Why I Write (Well, at Least One Reason Why)

In the 1982 graphic novel X-Men: God Loves, Man Kills, Kitty Pryde gets in a fight with a boy in her dance class. The dance instructor, Stevie Hunter, along with Peter and Illyana Rasputin, who come to pick Kitty up from class, break up the fight and discover that the boy hates mutants (ignorant that Kitty is a mutant, herself). He calls Kitty a “mutie-lover,” but Stevie, eager to diffuse the situation, laughs it off and tells Kitty “they’re only words, child.” The boy runs off before Kitty screams at Stevie “suppose he called me a nigger-lover, Stevie? Would you be so damn tolerant then?!”

Kitty storms off full of teenage rage, but we have to turn the page to see Peter’s awkward apology to Stevie, reassuring her that Kitty didn’t mean what she said. It’s only after Peter leaves that Stevie says, “of course she did… she meant every word… and she was right,” with a tear and a clenched fist. It’s the first and last time we see Stevie in the comic. But she stole the whole damn show.

Aside from Storm, there weren’t many mutants of color when I was reading the X-Men, unless you count the British-turned-Japanese Psylocke (which could be its own essay). So I always welcomed the appearance of characters like Stevie Hunter who reminded us that the X-Men needed to interact with the real world from time to time. Consider, when was the last time you saw the X-Men taking night classes for anything? But Stevie was also a reminder that even though the X-Men served as a great allegory for what it means to be othered, to be discriminated against, the X-Men were still mutants who — for the most part — were attractive white folks who could pass as normal.

That scene from God Loves, Man Kills reminds us that despite being mutants, there are other people who probably have it just as rough, and don’t have superpowers. Sometimes allegory isn’t enough in a comic. And if comics are meant to reflect the world we live in (and I argue they are) while at the same time providing an escape for those of us who find comfort in their borders and four-color exploits, then it’s only right that we’re reminded that, sure, being a mutant is hard, but so is being a black woman, and even a British-turned-Japanese woman.

Peter’s fumbled apology and Stevie’s reaction remind us that mutants aren’t the sole recipients of “a world that hates and fears them.” But in a comic book, maybe that’s too easy to forget.

Hell, not all comics are created with the intent to reveal something about human nature — some really are just for children to pass the time, but I’ll say this: Chris Claremont and Brent Eric Anderson played a trick on me that day. I was a kid expecting to read a story about superheroes and villains and mutants and superpowers and monologues and brightly colored spandex, and found something that cut a little too close to home. The world had changed.

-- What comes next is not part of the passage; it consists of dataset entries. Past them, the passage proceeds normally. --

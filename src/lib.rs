//! Incremental bzip2 mirror builder for game server FastDL content.
//!
//! Each cycle scans the configured server directories, compresses every
//! matching file that has no artifact yet into the destination mirror, and
//! records handled files in a processed list so later cycles skip them.

pub mod mirror;
pub mod utils;

pub use mirror::{
    Backend, BackendKind, BackendReport, Compress, CycleReport, EngineSettings, MirrorEngine, ProcessedSet,
    ProcessedStore, Scheduler, ServerReport,
};
pub use utils::config::{AppConfig, ServerEntry};
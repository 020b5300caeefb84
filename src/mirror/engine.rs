use parking_lot::Mutex;
use rayon::prelude::*;
use std::fs;
use std::io;
use std::path::{Path, PathBuf};
use std::sync::atomic::{AtomicBool, Ordering};
use std::sync::Arc;
use std::time::{Duration, Instant};
use thiserror::Error;
use tracing::{debug, error, info, warn};

use super::compression::{Compress, ARTIFACT_SUFFIX};
use super::liveness::{self, Liveness};
use super::scanner::{ExtensionSet, FileScanner};
use super::store::{ProcessedSet, ProcessedStore, StoreError};
use super::{CompressionTask, CycleReport, ServerFailure, ServerReport, SharedProcessedSet};
use crate::utils::config::{AppConfig, ServerEntry};
use crate::utils::paths;

/// Tuning knobs for one engine instance.
#[derive(Debug, Clone)]
pub struct EngineSettings {
    pub extensions: ExtensionSet,
    pub batch_size: usize,
    /// Save the processed list after this many batches
    pub checkpoint_every: usize,
    pub workers: usize,
    /// Size sampling window for the growing-file check
    pub growth_sample: Duration,
}

impl EngineSettings {
    pub fn from_config(config: &AppConfig) -> Self {
        Self {
            extensions: config.extensions(),
            batch_size: config.batch_size.max(1),
            checkpoint_every: config.checkpoint_every_batches.max(1),
            workers: config.worker_count(),
            growth_sample: Duration::from_millis(config.growth_sample_millis),
        }
    }
}

impl Default for EngineSettings {
    fn default() -> Self {
        Self::from_config(&AppConfig::default())
    }
}

#[derive(Debug, Error)]
pub enum EngineError {
    #[error("failed to create destination directory {path}: {source}")]
    Destination { path: PathBuf, source: io::Error },

    #[error("failed to build worker pool: {0}")]
    Pool(#[from] rayon::ThreadPoolBuildError),
}

#[derive(Debug, Clone, Copy, PartialEq, Eq)]
enum TaskOutcome {
    Compressed,
    Busy,
    Failed,
}

#[derive(Debug, Default)]
struct BatchMetrics {
    compressed: usize,
    busy: usize,
    failed: usize,
}

impl FromIterator<TaskOutcome> for BatchMetrics {
    fn from_iter<I: IntoIterator<Item = TaskOutcome>>(iter: I) -> Self {
        let mut metrics = Self::default();
        for outcome in iter {
            match outcome {
                TaskOutcome::Compressed => metrics.compressed += 1,
                TaskOutcome::Busy => metrics.busy += 1,
                TaskOutcome::Failed => metrics.failed += 1,
            }
        }
        metrics
    }
}
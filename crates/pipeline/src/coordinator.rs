//! Per-request measurement flow.
//!
//! 1. Structural request checks (`invalid_request`, task never runs).
//! 2. Correctness gate. Any failing test ends the task as `validation_failed`.
//! 3. Fresh calibration profile and an isolated, allowed measurement core.
//! 4. System-wide resource lock, held from the first warmup trial until
//!    aggregation is done and released on every exit path.
//! 5. Warmup and measured trials, then aggregation.

use std::path::PathBuf;
use std::sync::Arc;
use std::time::Duration;

use chrono::Utc;
use joulegate_core::calibration::{self, CalibrationProfile, DEFAULT_CALIBRATION_PATH};
use joulegate_core::energy::{Baseline, EnergyCounters, EnergySampler};
use joulegate_core::error::{CoreError, MeasurementError};
use joulegate_core::isolation::IsolationManager;
use joulegate_core::lock::{LockHandle, ResourceLock, DEFAULT_ACQUIRE_TIMEOUT};
use joulegate_core::metrics::{AggregatedEnergyMetrics, AggregationContext, MeasurementEnvironment};
use joulegate_core::policy::TrialPolicy;
use joulegate_core::request::MeasurementRequest;
use joulegate_core::sandbox::CandidateRunner;
use joulegate_core::task::{MeasurementTask, Phase, TaskOutcome, TaskProgress};
use joulegate_core::types::TaskId;
use joulegate_core::validator::CorrectnessValidator;
use tokio_util::sync::CancellationToken;

use crate::orchestrator::{TrialContext, TrialOrchestrator};
use crate::registry::TaskRegistry;

#[derive(Debug, Clone)]
pub struct PipelineConfig {
    /// Lease owner identity.
    pub worker_id: String,
    pub calibration_path: PathBuf,
    /// How long to wait for the resource lock before `lock_busy`.
    pub lock_wait: Duration,
    pub policy: TrialPolicy,
}

impl Default for PipelineConfig {
    fn default() -> Self {
        Self {
            worker_id: format!("worker-{}", std::process::id()),
            calibration_path: PathBuf::from(DEFAULT_CALIBRATION_PATH),
            lock_wait: DEFAULT_ACQUIRE_TIMEOUT,
            policy: TrialPolicy::default(),
        }
    }
}

pub struct MeasurementPipeline<R> {
    config: PipelineConfig,
    runner: Arc<R>,
    validator: CorrectnessValidator<R>,
    counters: Arc<dyn EnergyCounters>,
    isolation: IsolationManager,
    lock: ResourceLock,
    registry: Arc<TaskRegistry>,
}

impl<R: CandidateRunner> MeasurementPipeline<R> {
    pub fn new(
        config: PipelineConfig,
        runner: Arc<R>,
        counters: Arc<dyn EnergyCounters>,
        isolation: IsolationManager,
        lock: ResourceLock,
        registry: Arc<TaskRegistry>,
    ) -> Self {
        Self {
            config,
            validator: CorrectnessValidator::new(Arc::clone(&runner)),
            runner,
            counters,
            isolation,
            lock,
            registry,
        }
    }

    pub fn registry(&self) -> &Arc<TaskRegistry> {
        &self.registry
    }

    /// Queue `request` and run it to completion.
    pub async fn submit_and_run(
        &self,
        request: &MeasurementRequest,
        cancel: CancellationToken,
    ) -> Result<MeasurementTask, CoreError> {
        let task_id = self.registry.submit(request);
        self.run(task_id, request, cancel).await
    }

    /// Drive a queued task to a terminal state and return the final record.
    ///
    /// Measurement failures end up in the record as `failed` with an error
    /// code. `Err` is reserved for registry problems such as an unknown task
    /// or one that already ran.
    pub async fn run(
        &self,
        task_id: TaskId,
        request: &MeasurementRequest,
        cancel: CancellationToken,
    ) -> Result<MeasurementTask, CoreError> {
        if let Err(e) = request.validate_request() {
            let err = MeasurementError::from(e);
            tracing::warn!(task_id = %task_id, error = %err, "Request rejected");
            return self.registry.finish(task_id, failed(&err, None));
        }

        self.registry.start(task_id)?;
        tracing::info!(
            task_id = %task_id,
            test_cases = request.test_cases.len(),
            trials = request.energy_measurement_trials,
            warmup = request.warmup_trials,
            "Measurement task started",
        );

        self.report(task_id, Phase::Validating, 1, 1);
        let validation = self.validator.validate(request).await;
        if !validation.is_correct {
            let err = MeasurementError::ValidationFailed {
                summary: validation.summary(),
            };
            return self
                .registry
                .finish(task_id, failed(&err, Some(validation)));
        }

        let outcome = match self.measure(task_id, request, &cancel).await {
            Ok(metrics) => {
                tracing::info!(
                    task_id = %task_id,
                    median_total_joules = metrics.median_total_energy_joules,
                    trials = metrics.trial_count_used,
                    converged = metrics.converged,
                    confidence = metrics.confidence.as_str(),
                    "Energy measurement finished",
                );
                TaskOutcome::Completed {
                    validation,
                    metrics,
                }
            }
            Err(e) => {
                tracing::error!(
                    task_id = %task_id,
                    error_type = %e.error_type(),
                    error = %e,
                    "Energy measurement aborted",
                );
                failed(&e, Some(validation))
            }
        };
        self.registry.finish(task_id, outcome)
    }

    /// Preconditions, lock, trials, aggregation.
    async fn measure(
        &self,
        task_id: TaskId,
        request: &MeasurementRequest,
        cancel: &CancellationToken,
    ) -> Result<AggregatedEnergyMetrics, MeasurementError> {
        if cancel.is_cancelled() {
            return Err(MeasurementError::Cancelled { completed_trials: 0 });
        }

        let profile = calibration::load_fresh(&self.config.calibration_path, Utc::now())
            .inspect_err(|e| tracing::warn!(error = %e, "Calibration profile rejected"))?;
        self.isolation.verify_core(profile.measurement_core)?;

        self.report(task_id, Phase::AcquiringLock, 1, 1);
        let mut handle = self
            .lock
            .acquire(&self.config.worker_id, self.config.lock_wait)
            .await?;

        let result = self
            .measure_locked(task_id, request, &profile, &mut handle, cancel)
            .await;

        if let Err(e) = self.lock.release(handle).await {
            tracing::error!(
                task_id = %task_id,
                resource = %self.lock.resource(),
                error = %e,
                "Failed to release resource lock",
            );
        }
        result
    }

    async fn measure_locked(
        &self,
        task_id: TaskId,
        request: &MeasurementRequest,
        profile: &CalibrationProfile,
        handle: &mut LockHandle,
        cancel: &CancellationToken,
    ) -> Result<AggregatedEnergyMetrics, MeasurementError> {
        // Counters that cannot be read at all are a sampler fault, not a
        // string of failed trials.
        self.counters.read()?;

        let policy = &self.config.policy;
        let baseline = Baseline {
            package_idle_watts: profile.package_idle_watts,
            dram_idle_watts: profile.dram_idle_watts.filter(|_| policy.dram_baseline),
        };
        let sampler = EnergySampler::new(Arc::clone(&self.counters), baseline);
        let environment = MeasurementEnvironment {
            measurement_core: profile.measurement_core,
            package_domain: sampler.package_domain(),
            dram_available: sampler.dram_available(),
            dram_baseline_applied: sampler.dram_available() && baseline.dram_idle_watts.is_some(),
            package_idle_watts: profile.package_idle_watts,
            calibration_generated_at: profile.generated_at,
            cpu_temperature_celsius: self.isolation.cpu_temperature_celsius(),
        };

        let orchestrator =
            TrialOrchestrator::new(Arc::clone(&self.runner), sampler, policy.clone());
        let on_progress = |progress: TaskProgress| {
            if let Err(e) = self.registry.update_progress(task_id, progress) {
                tracing::warn!(task_id = %task_id, error = %e, "Progress update rejected");
            }
        };
        let ctx = TrialContext {
            request,
            core: profile.measurement_core,
            lock: &self.lock,
            cancel,
        };
        let run = orchestrator.run(ctx, handle, &on_progress).await?;

        self.report(task_id, Phase::Aggregating, 1, 1);
        AggregatedEnergyMetrics::aggregate(
            run.records,
            AggregationContext {
                test_case_count: request.test_cases.len(),
                converged: run.converged,
                failed_trials: run.failed_trials,
                min_samples: policy.effective_min_samples(),
                environment,
            },
        )
        .ok_or_else(|| MeasurementError::Internal("no accepted trials to aggregate".into()))
    }

    fn report(&self, task_id: TaskId, phase: Phase, current: u32, total: u32) {
        let progress = TaskProgress {
            phase,
            current,
            total,
        };
        if let Err(e) = self.registry.update_progress(task_id, progress) {
            tracing::warn!(task_id = %task_id, error = %e, "Progress update rejected");
        }
    }
}

fn failed(
    err: &MeasurementError,
    validation: Option<joulegate_core::validation::ValidationOutcome>,
) -> TaskOutcome {
    TaskOutcome::Failed {
        error_type: err.error_type(),
        message: err.to_string(),
        validation,
    }
}

// ---------------------------------------------------------------------------
// Tests
// ---------------------------------------------------------------------------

I imagine the folks that write comics must have experienced that same change as well: the lightbulb flash that compels them to write their own comics. In his introduction to The Dark Knight Returns (after being republished as a trade paperback), Frank Miller wrote about a time in 1963 in “a department store in Vermont. I’m 6 or 7 years old. I come across an 80-page Giant comic starring Batman. I open it. I look it over. I fall in.” He continues, “I got to send a gift back in time to that kid in Vermont who opened a Batman comic and fell in, never entirely to emerge.”

I feel the same way about The Uncanny X-Men, about X-Men: God Loves, Man Kills.

X-Men_God_Loves_Man_Kills_cover

Maybe, then, the poems in my book Missing You, Metropolis operate in a similar manner — sending that awkward black kid living in Topeka, Kansas a token of gratitude for falling in the same way. I’m sure it was hard for a kid on the cusp of adolescence to read such things in a comic book that’s meant for escape. Difficult to confront the very things he’s trying to escape from and run right into its embrace.

But I’m sure as hell glad it happened.